= Stored items =
■ ■ ■ ■

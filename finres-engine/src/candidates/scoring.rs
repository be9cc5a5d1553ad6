// Candidate Scoring - Heuristic Confidence
//
// Four independently capped components: source type, section relevance,
// period specificity, evidence completeness.

use crate::config::{ComponentWeight, ScoringConfig};
use crate::types::{Confidence, FragmentKind, SectionType};

/// Facts about a candidate that feed its confidence
#[derive(Debug, Clone, Copy)]
pub struct ScoreInputs<'a> {
    pub source: FragmentKind,
    pub section: SectionType,
    pub expected_sections: &'a [SectionType],
    pub period_explicit: bool,

    /// None when the metric takes no currency
    pub currency_explicit: Option<bool>,
    pub scale_explicit: bool,
}

/// Per-component contributions and their clamped total
#[derive(Debug, Clone, Copy, PartialEq)]
pub struct ScoreBreakdown {
    pub source: f64,
    pub section: f64,
    pub period: f64,
    pub evidence: f64,
    pub total: Confidence,
}

fn contribution(component: ComponentWeight, raw: f64) -> f64 {
    (component.weight * raw.clamp(0.0, 1.0)).min(component.cap).max(0.0)
}

/// Score a candidate
pub fn score(inputs: &ScoreInputs<'_>, config: &ScoringConfig) -> ScoreBreakdown {
    let source_raw = match inputs.source {
        FragmentKind::TableCell => 1.0,
        FragmentKind::Text => config.text_source_raw,
    };

    let section_raw = if inputs.expected_sections.contains(&inputs.section) {
        1.0
    } else if inputs.section == SectionType::Notes || inputs.section.is_primary_statement() {
        config.notes_section_raw
    } else {
        config.other_section_raw
    };

    let period_raw = if inputs.period_explicit {
        1.0
    } else {
        config.inferred_period_raw
    };

    let dimensions = [
        Some(inputs.scale_explicit),
        inputs.currency_explicit,
        Some(inputs.period_explicit),
    ];
    let applicable = dimensions.iter().flatten().count();
    let present = dimensions.iter().flatten().filter(|explicit| **explicit).count();
    let evidence_raw = present as f64 / applicable as f64;

    let source = contribution(config.source_type, source_raw);
    let section = contribution(config.section_relevance, section_raw);
    let period = contribution(config.period_specificity, period_raw);
    let evidence = contribution(config.evidence_completeness, evidence_raw);

    ScoreBreakdown {
        source,
        section,
        period,
        evidence,
        total: (source + section + period + evidence).clamp(0.0, 1.0),
    }
}

#[cfg(test)]
mod tests {
    use super::*;

    const INCOME: &[SectionType] = &[SectionType::IncomeStatement];

    #[test]
    fn test_primary_table_cell_scores_full() {
        let inputs = ScoreInputs {
            source: FragmentKind::TableCell,
            section: SectionType::IncomeStatement,
            expected_sections: INCOME,
            period_explicit: true,
            currency_explicit: Some(true),
            scale_explicit: true,
        };
        let breakdown = score(&inputs, &ScoringConfig::default());
        assert!((breakdown.total - 1.0).abs() < 1e-9);
    }

    #[test]
    fn test_narrative_mention_scores_lower() {
        let config = ScoringConfig::default();
        let table = score(
            &ScoreInputs {
                source: FragmentKind::TableCell,
                section: SectionType::IncomeStatement,
                expected_sections: INCOME,
                period_explicit: true,
                currency_explicit: Some(false),
                scale_explicit: false,
            },
            &config,
        );
        let text = score(
            &ScoreInputs {
                source: FragmentKind::Text,
                section: SectionType::Narrative,
                expected_sections: INCOME,
                period_explicit: false,
                currency_explicit: Some(false),
                scale_explicit: false,
            },
            &config,
        );
        assert!(text.total < table.total);
        assert!((text.source - 0.2).abs() < 1e-9);
        assert!((text.section - 0.05).abs() < 1e-9);
    }

    #[test]
    fn test_caps_limit_each_component() {
        let mut config = ScoringConfig::default();
        config.source_type = ComponentWeight::new(2.0, 0.3);
        let breakdown = score(
            &ScoreInputs {
                source: FragmentKind::TableCell,
                section: SectionType::Other,
                expected_sections: INCOME,
                period_explicit: false,
                currency_explicit: None,
                scale_explicit: false,
            },
            &config,
        );
        assert!((breakdown.source - 0.3).abs() < 1e-9);
        assert!(breakdown.total <= 1.0);
    }
}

■ ■ ■ ■

= What the exercise asks =
Looking at the records, how many lines include "Debug"? Respond with the number only.

= Output for this exercise =
2